One easy way that Stephen Troese Jr. suggests for reducing waste is to use reusable products over single-use plastics whenever possible. We can all notice the surge of popularity of reusable cups, for instance, as a way that people can stay hydrated throughout the day without piling up single-use plastic bottles. While keeping a reusable cup on your person has the benefit of decreasing your waste production, it also helps serve as a consistent reminder to drink water, making you establish more healthy hydration habits as a result. Stephen Troese Jr. also urges consumers to break habits such as dependency on plastic bags as well to reduce your waste output each day. Consistent usage of plastic bags can easily lead to an increase in waste production over the course of the year and contribute to choking hazards for animals within our ecosystem. Instead, reusable food storage containers can be used for lunches, saving you money on bags that you would otherwise discard after one use. Plastic grocery bags can also be avoided in favor of reusable fabric bags when visiting the store, helping to ensure that you don’t end up with a bunch of extra plastic to throw away later.
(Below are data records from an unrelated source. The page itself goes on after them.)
//! 响应 DTO 定义
//!
//! 实体本身已按 camelCase 序列化，这里只定义信封和分页等通用结构

use content_catalog::dto::Page;
use serde::Serialize;

/// 分页响应
#[derive(Debug, Serialize)]
#[serde(rename_all = "camelCase")]
pub struct PageResponse<T> {
    pub items: Vec<T>,
    pub total: i64,
    pub page: i64,
    pub page_size: i64,
    pub total_pages: i64,
}

impl<T> PageResponse<T> {
    /// 创建分页响应
    pub fn new(items: Vec<T>, total: i64, page: i64, page_size: i64) -> Self {
        let total_pages = if page_size > 0 {
            (total + page_size - 1) / page_size
        } else {
            0
        };

        Self {
            items,
            total,
            page,
            page_size,
            total_pages,
        }
    }
}

impl<T> From<Page<T>> for PageResponse<T> {
    fn from(page: Page<T>) -> Self {
        Self::new(
            page.items,
            page.total as i64,
            i64::from(page.page),
            i64::from(page.page_size),
        )
    }
}

/// API 统一响应
#[derive(Debug, Serialize)]
#[serde(rename_all = "camelCase")]
pub struct ApiResponse<T> {
    pub success: bool,
    pub code: String,
    pub message: String,
    pub data: Option<T>,
}

impl<T> ApiResponse<T> {
    /// 创建成功响应
    pub fn success(data: T) -> Self {
        Self {
            success: true,
            code: "SUCCESS".to_string(),
            message: "操作成功".to_string(),
            data: Some(data),
        }
    }

    /// 创建成功响应（自定义消息）
    pub fn success_with_message(data: T, message: impl Into<String>) -> Self {
        Self {
            success: true,
            code: "SUCCESS".to_string(),
            message: message.into(),
            data: Some(data),
        }
    }
}

/// 删除响应
#[derive(Debug, Serialize)]
#[serde(rename_all = "camelCase")]
pub struct DeletedResponse {
    pub id: i64,
    /// 实际删除的分类数（级联删除时包含子树）
    #[serde(skip_serializing_if = "Option::is_none")]
    pub removed: Option<usize>,
}

impl DeletedResponse {
    pub fn new(id: i64) -> Self {
        Self { id, removed: None }
    }

    pub fn with_removed(id: i64, removed: usize) -> Self {
        Self {
            id,
            removed: Some(removed),
        }
    }
}
//! PostgreSQL 仓储
//!
//! 启动时整表加载组装快照；每个变更集在一个事务内写入。
//! 子表（属性值、模型绑定、内容选择）采用"先删后插"整体替换。

use std::collections::HashMap;

use async_trait::async_trait;
use chrono::{DateTime, Utc};
use sqlx::{PgPool, Postgres, Transaction};
use tracing::{debug, instrument};

use super::traits::CatalogRepositoryTrait;
use crate::catalog::{CatalogChange, CatalogSnapshot};
use crate::error::Result;
use crate::models::{
    Attribute, AttributeValue, Cardinality, Category, ContentItem, ContentModel,
    ModelAttributeBinding, SelectionSet,
};

#[derive(sqlx::FromRow)]
struct AttributeRow {
    id: i64,
    name: String,
    cardinality: Cardinality,
    sort: i32,
    is_active: bool,
    created_at: DateTime<Utc>,
    updated_at: DateTime<Utc>,
}

#[derive(sqlx::FromRow)]
struct AttributeValueRow {
    id: i64,
    attribute_id: i64,
    value: String,
    sort: i32,
    is_active: bool,
}

#[derive(sqlx::FromRow)]
struct ModelRow {
    id: i64,
    name: String,
    description: String,
    sort: i32,
    is_active: bool,
    created_at: DateTime<Utc>,
    updated_at: DateTime<Utc>,
}

#[derive(sqlx::FromRow)]
struct BindingRow {
    model_id: i64,
    attribute_id: i64,
}

#[derive(sqlx::FromRow)]
struct BindingValueRow {
    model_id: i64,
    attribute_id: i64,
    attribute_value_id: i64,
}

#[derive(sqlx::FromRow)]
struct ContentRow {
    id: i64,
    title: String,
    description: String,
    sort: i32,
    is_active: bool,
    category_id: Option<i64>,
    created_at: DateTime<Utc>,
    updated_at: DateTime<Utc>,
}

#[derive(sqlx::FromRow)]
struct SelectionRow {
    content_id: i64,
    attribute_id: i64,
    attribute_value_id: i64,
}

/// PostgreSQL 目录仓储
pub struct PgCatalogRepository {
    pool: PgPool,
}

impl PgCatalogRepository {
    pub fn new(pool: PgPool) -> Self {
        Self { pool }
    }

    async fn load_attributes(&self) -> Result<Vec<Attribute>> {
        let rows = sqlx::query_as::<_, AttributeRow>(
            r#"
            SELECT id, name, cardinality, sort, is_active, created_at, updated_at
            FROM content_attributes
            ORDER BY id
            "#,
        )
        .fetch_all(&self.pool)
        .await?;

        let value_rows = sqlx::query_as::<_, AttributeValueRow>(
            r#"
            SELECT id, attribute_id, value, sort, is_active
            FROM content_attribute_values
            ORDER BY attribute_id, sort, id
            "#,
        )
        .fetch_all(&self.pool)
        .await?;

        let mut values: HashMap<i64, Vec<AttributeValue>> = HashMap::new();
        for row in value_rows {
            values.entry(row.attribute_id).or_default().push(AttributeValue {
                id: row.id,
                value: row.value,
                sort: row.sort,
                is_active: row.is_active,
            });
        }

        Ok(rows
            .into_iter()
            .map(|row| Attribute {
                values: values.remove(&row.id).unwrap_or_default(),
                id: row.id,
                name: row.name,
                cardinality: row.cardinality,
                is_active: row.is_active,
                sort: row.sort,
                created_at: row.created_at,
                updated_at: row.updated_at,
            })
            .collect())
    }

    async fn load_models(&self) -> Result<Vec<ContentModel>> {
        let rows = sqlx::query_as::<_, ModelRow>(
            r#"
            SELECT id, name, description, sort, is_active, created_at, updated_at
            FROM content_models
            ORDER BY id
            "#,
        )
        .fetch_all(&self.pool)
        .await?;

        let binding_rows = sqlx::query_as::<_, BindingRow>(
            r#"
            SELECT model_id, attribute_id
            FROM content_model_attributes
            ORDER BY model_id, position
            "#,
        )
        .fetch_all(&self.pool)
        .await?;

        let value_rows = sqlx::query_as::<_, BindingValueRow>(
            r#"
            SELECT model_id, attribute_id, attribute_value_id
            FROM content_model_attribute_values
            "#,
        )
        .fetch_all(&self.pool)
        .await?;

        let mut bindings: HashMap<i64, Vec<ModelAttributeBinding>> = HashMap::new();
        for row in binding_rows {
            bindings.entry(row.model_id).or_default().push(ModelAttributeBinding {
                attribute_id: row.attribute_id,
                allowed_value_ids: Default::default(),
            });
        }
        for row in value_rows {
            if let Some(binding) = bindings
                .get_mut(&row.model_id)
                .and_then(|list| list.iter_mut().find(|b| b.attribute_id == row.attribute_id))
            {
                binding.allowed_value_ids.insert(row.attribute_value_id);
            }
        }

        Ok(rows
            .into_iter()
            .map(|row| {
                let mut model_bindings = bindings.remove(&row.id).unwrap_or_default();
                model_bindings.retain(|b| !b.allowed_value_ids.is_empty());
                ContentModel {
                    id: row.id,
                    name: row.name,
                    description: row.description,
                    sort: row.sort,
                    is_active: row.is_active,
                    bindings: model_bindings,
                    created_at: row.created_at,
                    updated_at: row.updated_at,
                }
            })
            .collect())
    }

    async fn load_categories(&self) -> Result<Vec<Category>> {
        let categories = sqlx::query_as::<_, Category>(
            r#"
            SELECT id, name, description, sort, is_active, parent_id, model_id,
                   created_at, updated_at
            FROM content_categories
            ORDER BY id
            "#,
        )
        .fetch_all(&self.pool)
        .await?;

        Ok(categories)
    }

    async fn load_contents(&self) -> Result<Vec<ContentItem>> {
        let rows = sqlx::query_as::<_, ContentRow>(
            r#"
            SELECT id, title, description, sort, is_active, category_id, created_at, updated_at
            FROM contents
            ORDER BY id
            "#,
        )
        .fetch_all(&self.pool)
        .await?;

        let selection_rows = sqlx::query_as::<_, SelectionRow>(
            r#"
            SELECT content_id, attribute_id, attribute_value_id
            FROM content_attribute_selections
            "#,
        )
        .fetch_all(&self.pool)
        .await?;

        let mut selections: HashMap<i64, SelectionSet> = HashMap::new();
        for row in selection_rows {
            selections
                .entry(row.content_id)
                .or_default()
                .insert(row.attribute_id, row.attribute_value_id);
        }

        Ok(rows
            .into_iter()
            .map(|row| ContentItem {
                selections: selections.remove(&row.id).unwrap_or_default(),
                id: row.id,
                title: row.title,
                description: row.description,
                sort: row.sort,
                is_active: row.is_active,
                category_id: row.category_id,
                created_at: row.created_at,
                updated_at: row.updated_at,
            })
            .collect())
    }
}

#[async_trait]
impl CatalogRepositoryTrait for PgCatalogRepository {
    #[instrument(skip(self))]
    async fn load_snapshot(&self) -> Result<CatalogSnapshot> {
        let snapshot = CatalogSnapshot {
            attributes: self.load_attributes().await?,
            models: self.load_models().await?,
            categories: self.load_categories().await?,
            contents: self.load_contents().await?,
        };

        debug!(
            attributes = snapshot.attributes.len(),
            models = snapshot.models.len(),
            categories = snapshot.categories.len(),
            contents = snapshot.contents.len(),
            "Catalog snapshot loaded"
        );

        Ok(snapshot)
    }

    #[instrument(skip(self, changes), fields(changes = changes.len()))]
    async fn apply_changes(&self, changes: &[CatalogChange]) -> Result<()> {
        let mut tx = self.pool.begin().await?;

        for change in changes {
            match change {
                CatalogChange::UpsertAttribute(a) => upsert_attribute(&mut tx, a).await?,
                CatalogChange::DeleteAttribute(id) => {
                    sqlx::query("DELETE FROM content_attributes WHERE id = $1")
                        .bind(id)
                        .execute(&mut *tx)
                        .await?;
                }
                CatalogChange::UpsertModel(m) => upsert_model(&mut tx, m).await?,
                CatalogChange::DeleteModel(id) => {
                    sqlx::query("DELETE FROM content_models WHERE id = $1")
                        .bind(id)
                        .execute(&mut *tx)
                        .await?;
                }
                CatalogChange::UpsertCategory(c) => upsert_category(&mut tx, c).await?,
                CatalogChange::DeleteCategory(id) => {
                    sqlx::query("DELETE FROM content_categories WHERE id = $1")
                        .bind(id)
                        .execute(&mut *tx)
                        .await?;
                }
                CatalogChange::UpsertContent(c) => upsert_content(&mut tx, c).await?,
                CatalogChange::DeleteContent(id) => {
                    sqlx::query("DELETE FROM contents WHERE id = $1")
                        .bind(id)
                        .execute(&mut *tx)
                        .await?;
                }
            }
        }

        tx.commit().await?;
        Ok(())
    }

    async fn health_check(&self) -> Result<()> {
        sqlx::query("SELECT 1").execute(&self.pool).await?;
        Ok(())
    }
}

async fn upsert_attribute(tx: &mut Transaction<'_, Postgres>, attribute: &Attribute) -> Result<()> {
    sqlx::query(
        r#"
        INSERT INTO content_attributes (id, name, cardinality, sort, is_active, created_at, updated_at)
        VALUES ($1, $2, $3, $4, $5, $6, $7)
        ON CONFLICT (id) DO UPDATE SET
            name = EXCLUDED.name,
            cardinality = EXCLUDED.cardinality,
            sort = EXCLUDED.sort,
            is_active = EXCLUDED.is_active,
            updated_at = EXCLUDED.updated_at
        "#,
    )
    .bind(attribute.id)
    .bind(&attribute.name)
    .bind(attribute.cardinality)
    .bind(attribute.sort)
    .bind(attribute.is_active)
    .bind(attribute.created_at)
    .bind(attribute.updated_at)
    .execute(&mut **tx)
    .await?;

    // 被移除的属性值级联删除模型绑定值与内容选择
    sqlx::query(
        "DELETE FROM content_attribute_values WHERE attribute_id = $1 AND NOT (id = ANY($2))",
    )
    .bind(attribute.id)
    .bind(attribute.value_ids())
    .execute(&mut **tx)
    .await?;

    for value in &attribute.values {
        sqlx::query(
            r#"
            INSERT INTO content_attribute_values (id, attribute_id, value, sort, is_active)
            VALUES ($1, $2, $3, $4, $5)
            ON CONFLICT (id) DO UPDATE SET
                value = EXCLUDED.value,
                sort = EXCLUDED.sort,
                is_active = EXCLUDED.is_active
            "#,
        )
        .bind(value.id)
        .bind(attribute.id)
        .bind(&value.value)
        .bind(value.sort)
        .bind(value.is_active)
        .execute(&mut **tx)
        .await?;
    }

    Ok(())
}

async fn upsert_model(tx: &mut Transaction<'_, Postgres>, model: &ContentModel) -> Result<()> {
    sqlx::query(
        r#"
        INSERT INTO content_models (id, name, description, sort, is_active, created_at, updated_at)
        VALUES ($1, $2, $3, $4, $5, $6, $7)
        ON CONFLICT (id) DO UPDATE SET
            name = EXCLUDED.name,
            description = EXCLUDED.description,
            sort = EXCLUDED.sort,
            is_active = EXCLUDED.is_active,
            updated_at = EXCLUDED.updated_at
        "#,
    )
    .bind(model.id)
    .bind(&model.name)
    .bind(&model.description)
    .bind(model.sort)
    .bind(model.is_active)
    .bind(model.created_at)
    .bind(model.updated_at)
    .execute(&mut **tx)
    .await?;

    sqlx::query("DELETE FROM content_model_attributes WHERE model_id = $1")
        .bind(model.id)
        .execute(&mut **tx)
        .await?;

    for (position, binding) in model.bindings.iter().enumerate() {
        sqlx::query(
            r#"
            INSERT INTO content_model_attributes (model_id, attribute_id, position)
            VALUES ($1, $2, $3)
            "#,
        )
        .bind(model.id)
        .bind(binding.attribute_id)
        .bind(position as i32)
        .execute(&mut **tx)
        .await?;

        for value_id in &binding.allowed_value_ids {
            sqlx::query(
                r#"
                INSERT INTO content_model_attribute_values (model_id, attribute_id, attribute_value_id)
                VALUES ($1, $2, $3)
                "#,
            )
            .bind(model.id)
            .bind(binding.attribute_id)
            .bind(value_id)
            .execute(&mut **tx)
            .await?;
        }
    }

    Ok(())
}

async fn upsert_category(tx: &mut Transaction<'_, Postgres>, category: &Category) -> Result<()> {
    sqlx::query(
        r#"
        INSERT INTO content_categories
            (id, name, description, sort, is_active, parent_id, model_id, created_at, updated_at)
        VALUES ($1, $2, $3, $4, $5, $6, $7, $8, $9)
        ON CONFLICT (id) DO UPDATE SET
            name = EXCLUDED.name,
            description = EXCLUDED.description,
            sort = EXCLUDED.sort,
            is_active = EXCLUDED.is_active,
            parent_id = EXCLUDED.parent_id,
            model_id = EXCLUDED.model_id,
            updated_at = EXCLUDED.updated_at
        "#,
    )
    .bind(category.id)
    .bind(&category.name)
    .bind(&category.description)
    .bind(category.sort)
    .bind(category.is_active)
    .bind(category.parent_id)
    .bind(category.model_id)
    .bind(category.created_at)
    .bind(category.updated_at)
    .execute(&mut **tx)
    .await?;

    Ok(())
}

async fn upsert_content(tx: &mut Transaction<'_, Postgres>, item: &ContentItem) -> Result<()> {
    sqlx::query(
        r#"
        INSERT INTO contents
            (id, title, description, sort, is_active, category_id, created_at, updated_at)
        VALUES ($1, $2, $3, $4, $5, $6, $7, $8)
        ON CONFLICT (id) DO UPDATE SET
            title = EXCLUDED.title,
            description = EXCLUDED.description,
            sort = EXCLUDED.sort,
            is_active = EXCLUDED.is_active,
            category_id = EXCLUDED.category_id,
            updated_at = EXCLUDED.updated_at
        "#,
    )
    .bind(item.id)
    .bind(&item.title)
    .bind(&item.description)
    .bind(item.sort)
    .bind(item.is_active)
    .bind(item.category_id)
    .bind(item.created_at)
    .bind(item.updated_at)
    .execute(&mut **tx)
    .await?;

    sqlx::query("DELETE FROM content_attribute_selections WHERE content_id = $1")
        .bind(item.id)
        .execute(&mut **tx)
        .await?;

    for selection in item.selections.iter() {
        sqlx::query(
            r#"
            INSERT INTO content_attribute_selections (content_id, attribute_id, attribute_value_id)
            VALUES ($1, $2, $3)
            "#,
        )
        .bind(item.id)
        .bind(selection.attribute_id)
        .bind(selection.value_id)
        .execute(&mut **tx)
        .await?;
    }

    Ok(())
}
Another easy way that Stephen Troese Jr. recommends for reducing your waste output is composting. The overarching philosophy of composting is turning our scraps and trash into nourishment for our soil. Researchers believe that as much as 25% of our trash can be utilized for the purpose of composting, with some of the best composting materials being coffee, fruits and vegetables, nut shells and teabags. Waste such as wood, paper, and our yard trimmings can also be used for composting. To try your hand at composting, collect both brown ingredients (dead leaves, twigs, plants) and green material (clippings, food scraps, manure). Keeping a good ratio of brown materials that produce carbon to green that produce nitrogen is a great idea to keep your compost pile from stinking as well as at an optimal nutrient level for plants. Stephen Troese Jr. acknowledges that you can compost outdoors or indoors depending on your preference, as long as you use a suitable compost bin that is at least 3x3x3 and stored in a location that is shady and dry.
As spring approaches, it is important to recognize that many clothing items that are thrown out as part of spring cleaning can be donated instead to reduce your environmental impact. An estimated 95% of clothes, shoes and linens that are thrown away could have been reused or recycled, which becomes a jarring statistic when we consider that the average person in the US may throw out as much as 70 lbs. of clothing a year. Donating unwanted clothes is a great way to ensure that they see use either as clothing options for individuals that may need them or as items that can used to create new fabric products. Stephen Troese Jr. acknowledges that since we are getting rid of clothing on a fairly consistent basis anyway, visiting a donation box instead of the trash is a simple and efficient way to reduce the amount of waste that otherwise be relegated to landfills without creating much more work for yourself.